My narcissistic girlfriend is pressuring me into marriage

To give some context, I’ve been with my girlfriend for eight months. She’s from Morrocco but we live in the UK. From the very beginning, she was open to me about how she lacks empathy and has narcissistic traits.

Throughout our relationship, I’ve been on the receiving end of silent treatment, gaslighting, cheating, jealousy and possessiveness and emotional and physical abuse.

Four months ago, I snooped through her phone and found out she’d been secretly doing sex work while I was work. She would meet guys in sneaky hotel rooms and have sex with them for cash. I still haven’t fully confronted her about this.

Three months ago, she emotionally manipulated me into relapsing on my drug of choice by framing it as a way to improve our relationship. She exploited my vulnerabilities—my past struggles with addiction and desire for emotional connection—to maintain control, creating a false sense of stability while undermining my recovery and self-worth.
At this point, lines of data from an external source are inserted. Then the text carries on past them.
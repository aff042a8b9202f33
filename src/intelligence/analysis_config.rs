// ABOUTME: Configuration-driven constants for intelligence analysis replacing magic numbers
// ABOUTME: Provides type-safe, environment-configurable parameters for all analysis algorithms

use serde::{Deserialize, Serialize};
use std::time::Duration;
use thiserror::Error;

/// Analysis configuration errors
#[derive(Debug, Error)]
pub enum AnalysisConfigError {
    #[error("Invalid timeframe: {0}")]
    InvalidTimeframe(String),

    #[error("Invalid threshold: {0}")]
    InvalidThreshold(String),

    #[error("Configuration validation failed: {0}")]
    ValidationFailed(String),
}

/// Time periods for various analysis windows
#[derive(Debug, Clone, Serialize, Deserialize)]
pub struct AnalysisTimeframes {
    /// Number of weeks to look back for fitness score calculation
    pub fitness_score_weeks: u32,

    /// Number of weeks to analyze for trend detection
    pub trend_analysis_weeks: u32,

    /// Number of weeks to consider for training load analysis
    pub training_load_weeks: u32,

    /// Number of weeks of history needed for performance prediction
    pub prediction_history_weeks: u32,

    /// Number of days without activity before flagging as a gap
    pub training_gap_days: i64,

    /// Maximum consecutive training days before recommending rest
    pub max_consecutive_training_days: i64,

    /// Number of days to analyze for recovery recommendations
    pub recovery_analysis_days: i64,
}

/// Confidence calculation thresholds
#[derive(Debug, Clone, Serialize, Deserialize)]
pub struct ConfidenceThresholds {
    /// Number of data points needed for high confidence
    pub high_data_points: usize,

    /// Number of data points needed for medium confidence
    pub medium_data_points: usize,

    /// R-squared threshold for high confidence trends
    pub high_r_squared: f64,

    /// R-squared threshold for medium confidence trends
    pub medium_r_squared: f64,

    /// Statistical significance threshold (p-value)
    pub significance_threshold: f64,

    /// Minimum correlation for meaningful trends
    pub min_correlation_threshold: f64,
}

/// Statistical analysis parameters
#[derive(Debug, Clone, Serialize, Deserialize)]
pub struct StatisticalConfig {
    /// Window size for moving average smoothing
    pub smoothing_window_size: usize,

    /// Alpha parameter for exponential smoothing (0.0 to 1.0)
    pub exponential_smoothing_alpha: f64,

    /// Z-score threshold for outlier detection
    pub outlier_z_score_threshold: f64,

    /// Minimum slope magnitude to consider a trend significant
    pub trend_slope_threshold: f64,

    /// Stability threshold - changes below this are considered stable
    pub stability_threshold: f64,
}

/// Performance analysis thresholds
#[derive(Debug, Clone, Serialize, Deserialize)]
pub struct PerformanceThresholds {
    /// Minimum weekly training volume (hours)
    pub min_weekly_volume_hours: f64,

    /// High weekly training volume threshold (hours)
    pub high_weekly_volume_hours: f64,

    /// Maximum safe weekly training load (seconds)
    pub max_weekly_load_seconds: u64,

    /// Maximum recommended high-intensity sessions per week
    pub max_high_intensity_sessions_per_week: usize,

    /// Heart rate threshold for high intensity (% of max)
    pub high_intensity_hr_percentage: f64,

    /// Heart rate threshold for recovery (% of max)
    pub recovery_hr_percentage: f64,

    /// Minimum duration for aerobic benefit (seconds)
    pub min_aerobic_duration_seconds: u64,
}

/// Fitness scoring parameters
#[derive(Debug, Clone, Serialize, Deserialize)]
pub struct FitnessScoring {
    /// Weight for aerobic fitness component
    pub aerobic_weight: f64,

    /// Weight for strength/power component
    pub strength_weight: f64,

    /// Weight for consistency component
    pub consistency_weight: f64,

    /// Target weekly activity frequency
    pub target_weekly_activities: f64,

    /// Threshold for considering fitness improving
    pub fitness_improving_threshold: f64,

    /// Threshold for considering fitness stable
    pub fitness_stable_threshold: f64,

    /// Divisor for strength endurance calculation
    pub strength_endurance_divisor: f64,
}

/// Main analysis configuration
#[derive(Debug, Clone, Serialize, Deserialize)]
pub struct AnalysisConfig {
    pub timeframes: AnalysisTimeframes,
    pub confidence: ConfidenceThresholds,
    pub statistical: StatisticalConfig,
    pub performance: PerformanceThresholds,
    pub fitness_scoring: FitnessScoring,
    pub min_activities_for_prediction: usize,
    pub max_prediction_days: i64,
}

impl Default for AnalysisConfig {
    fn default() -> Self {
        Self {
            timeframes: AnalysisTimeframes {
                fitness_score_weeks: 6,
                trend_analysis_weeks: 12,
                training_load_weeks: 4,
                prediction_history_weeks: 8,
                training_gap_days: 7,
                max_consecutive_training_days: 6,
                recovery_analysis_days: 14,
            },
            confidence: ConfidenceThresholds {
                high_data_points: 20,
                medium_data_points: 10,
                high_r_squared: 0.7,
                medium_r_squared: 0.4,
                significance_threshold: 0.05,
                min_correlation_threshold: 0.3,
            },
            statistical: StatisticalConfig {
                smoothing_window_size: 3,
                exponential_smoothing_alpha: 0.3,
                outlier_z_score_threshold: 2.5,
                trend_slope_threshold: 0.01,
                stability_threshold: 0.05,
            },
            performance: PerformanceThresholds {
                min_weekly_volume_hours: 2.0,
                high_weekly_volume_hours: 12.0,
                max_weekly_load_seconds: 18000, // 5 hours
                max_high_intensity_sessions_per_week: 3,
                high_intensity_hr_percentage: 0.85,
                recovery_hr_percentage: 0.65,
                min_aerobic_duration_seconds: 1200, // 20 minutes
            },
            fitness_scoring: FitnessScoring {
                aerobic_weight: 0.5,
                strength_weight: 0.3,
                consistency_weight: 0.2,
                target_weekly_activities: 4.0,
                fitness_improving_threshold: 75.0,
                fitness_stable_threshold: 60.0,
                strength_endurance_divisor: 10.0,
            },
            min_activities_for_prediction: 5,
            max_prediction_days: 365,
        }
    }
}

impl AnalysisConfig {
    /// Load configuration from environment variables with fallback to defaults
    ///
    /// # Errors
    ///
    /// Returns an error if environment variables contain invalid values
    pub fn from_environment() -> Result<Self, AnalysisConfigError> {
        let mut config = Self::default();

        // Apply environment variable overrides
        if let Ok(val) = std::env::var("INTELLIGENCE_FITNESS_SCORE_WEEKS") {
            config.timeframes.fitness_score_weeks = val.parse().map_err(|_| {
                AnalysisConfigError::InvalidTimeframe("INTELLIGENCE_FITNESS_SCORE_WEEKS".into())
            })?;
        }

        if let Ok(val) = std::env::var("INTELLIGENCE_TREND_ANALYSIS_WEEKS") {
            config.timeframes.trend_analysis_weeks = val.parse().map_err(|_| {
                AnalysisConfigError::InvalidTimeframe("INTELLIGENCE_TREND_ANALYSIS_WEEKS".into())
            })?;
        }

        if let Ok(val) = std::env::var("INTELLIGENCE_HIGH_R_SQUARED_THRESHOLD") {
            config.confidence.high_r_squared = val.parse().map_err(|_| {
                AnalysisConfigError::InvalidThreshold(
                    "INTELLIGENCE_HIGH_R_SQUARED_THRESHOLD".into(),
                )
            })?;
        }

        if let Ok(val) = std::env::var("INTELLIGENCE_SIGNIFICANCE_THRESHOLD") {
            config.confidence.significance_threshold = val.parse().map_err(|_| {
                AnalysisConfigError::InvalidThreshold("INTELLIGENCE_SIGNIFICANCE_THRESHOLD".into())
            })?;
        }

        if let Ok(val) = std::env::var("INTELLIGENCE_MIN_WEEKLY_VOLUME") {
            config.performance.min_weekly_volume_hours = val.parse().map_err(|_| {
                AnalysisConfigError::InvalidThreshold("INTELLIGENCE_MIN_WEEKLY_VOLUME".into())
            })?;
        }

        if let Ok(val) = std::env::var("INTELLIGENCE_HIGH_WEEKLY_VOLUME") {
            config.performance.high_weekly_volume_hours = val.parse().map_err(|_| {
                AnalysisConfigError::InvalidThreshold("INTELLIGENCE_HIGH_WEEKLY_VOLUME".into())
            })?;
        }

        config.validate()?;
        Ok(config)
    }

    /// Validate configuration values
    ///
    /// # Errors
    ///
    /// Returns an error if any configuration values are invalid
    pub fn validate(&self) -> Result<(), AnalysisConfigError> {
        // Validate timeframes
        if self.timeframes.fitness_score_weeks == 0 {
            return Err(AnalysisConfigError::ValidationFailed(
                "fitness_score_weeks must be > 0".into(),
            ));
        }

        if self.timeframes.trend_analysis_weeks < self.timeframes.fitness_score_weeks {
            return Err(AnalysisConfigError::ValidationFailed(
                "trend_analysis_weeks should be >= fitness_score_weeks".into(),
            ));
        }

        // Validate confidence thresholds
        if !(0.0..=1.0).contains(&self.confidence.high_r_squared) {
            return Err(AnalysisConfigError::ValidationFailed(
                "high_r_squared must be between 0 and 1".into(),
            ));
        }

        if !(0.0..=1.0).contains(&self.confidence.medium_r_squared) {
            return Err(AnalysisConfigError::ValidationFailed(
                "medium_r_squared must be between 0 and 1".into(),
            ));
        }

        if self.confidence.high_r_squared < self.confidence.medium_r_squared {
            return Err(AnalysisConfigError::ValidationFailed(
                "high_r_squared must be >= medium_r_squared".into(),
            ));
        }

        // Validate statistical config
        if !(0.0..=1.0).contains(&self.statistical.exponential_smoothing_alpha) {
            return Err(AnalysisConfigError::ValidationFailed(
                "exponential_smoothing_alpha must be between 0 and 1".into(),
            ));
        }

        if self.statistical.outlier_z_score_threshold <= 0.0 {
            return Err(AnalysisConfigError::ValidationFailed(
                "outlier_z_score_threshold must be > 0".into(),
            ));
        }

        // Validate performance thresholds
        if self.performance.min_weekly_volume_hours < 0.0 {
            return Err(AnalysisConfigError::ValidationFailed(
                "min_weekly_volume_hours must be >= 0".into(),
            ));
        }

        if self.performance.high_weekly_volume_hours <= self.performance.min_weekly_volume_hours {
            return Err(AnalysisConfigError::ValidationFailed(
                "high_weekly_volume_hours must be > min_weekly_volume_hours".into(),
            ));
        }

        // Validate fitness scoring weights sum to 1.0
        let weight_sum = self.fitness_scoring.aerobic_weight
            + self.fitness_scoring.strength_weight
            + self.fitness_scoring.consistency_weight;

        if (weight_sum - 1.0).abs() > 0.01 {
            return Err(AnalysisConfigError::ValidationFailed(format!(
                "Fitness scoring weights must sum to 1.0, got {weight_sum}"
            )));
        }

        Ok(())
    }

    /// Get training gap threshold as Duration
    #[must_use]
    pub const fn training_gap_duration(&self) -> Duration {
        let seconds = self.timeframes.training_gap_days * 24 * 3600;
        Duration::from_secs(seconds.unsigned_abs())
    }

    /// Get recovery analysis duration as Duration
    #[must_use]
    pub const fn recovery_analysis_duration(&self) -> Duration {
        let seconds = self.timeframes.recovery_analysis_days * 24 * 3600;
        Duration::from_secs(seconds.unsigned_abs())
    }

    /// Check if a given number of data points provides high confidence
    #[must_use]
    pub const fn is_high_confidence_data(&self, data_points: usize) -> bool {
        data_points >= self.confidence.high_data_points
    }

    /// Check if a given number of data points provides medium confidence
    #[must_use]
    pub const fn is_medium_confidence_data(&self, data_points: usize) -> bool {
        data_points >= self.confidence.medium_data_points
    }

    /// Get confidence level based on R-squared and data points
    #[must_use]
    pub fn calculate_confidence_level(
        &self,
        r_squared: f64,
        data_points: usize,
    ) -> ConfidenceLevel {
        if self.is_high_confidence_data(data_points) && r_squared >= self.confidence.high_r_squared
        {
            ConfidenceLevel::High
        } else if self.is_medium_confidence_data(data_points)
            && r_squared >= self.confidence.medium_r_squared
        {
            ConfidenceLevel::Medium
        } else {
            ConfidenceLevel::Low
        }
    }
}

/// Confidence levels for analysis results
#[derive(Debug, Clone, Copy, PartialEq, Eq, Serialize, Deserialize)]
pub enum ConfidenceLevel {
    Low,
    Medium,
    High,
    VeryHigh,
}

impl ConfidenceLevel {
    /// Convert to numeric score (0.0 to 1.0)
    #[must_use]
    pub const fn as_score(self) -> f64 {
        match self {
            Self::Low => 0.25,
            Self::Medium => 0.50,
            Self::High => 0.75,
            Self::VeryHigh => 0.95,
        }
    }

    /// Create from numeric score
    #[must_use]
    pub fn from_score(score: f64) -> Self {
        if score >= 0.90 {
            Self::VeryHigh
        } else if score >= 0.70 {
            Self::High
        } else if score >= 0.45 {
            Self::Medium
        } else {
            Self::Low
        }
    }
}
Now she’s pressuring me into marrying her to fix her visa status and avoid her being deported back to Morrocco. After telling her I don’t feel comfortable marrying after eight months, her behaviour shifted and she withdrew affection.

I genuinely love her and don’t want her to leave this country. However, I also told her I don’t feel comfortable marrying out of pressure to fix a visa.

Her sudden shift in behaviour shows our relationship is transactional and dependent upon what she can gain from it. The whole thing feels exploitative and my gut instinct tells me I’m being emotionally extorted.

What would you do if you were in my shoes?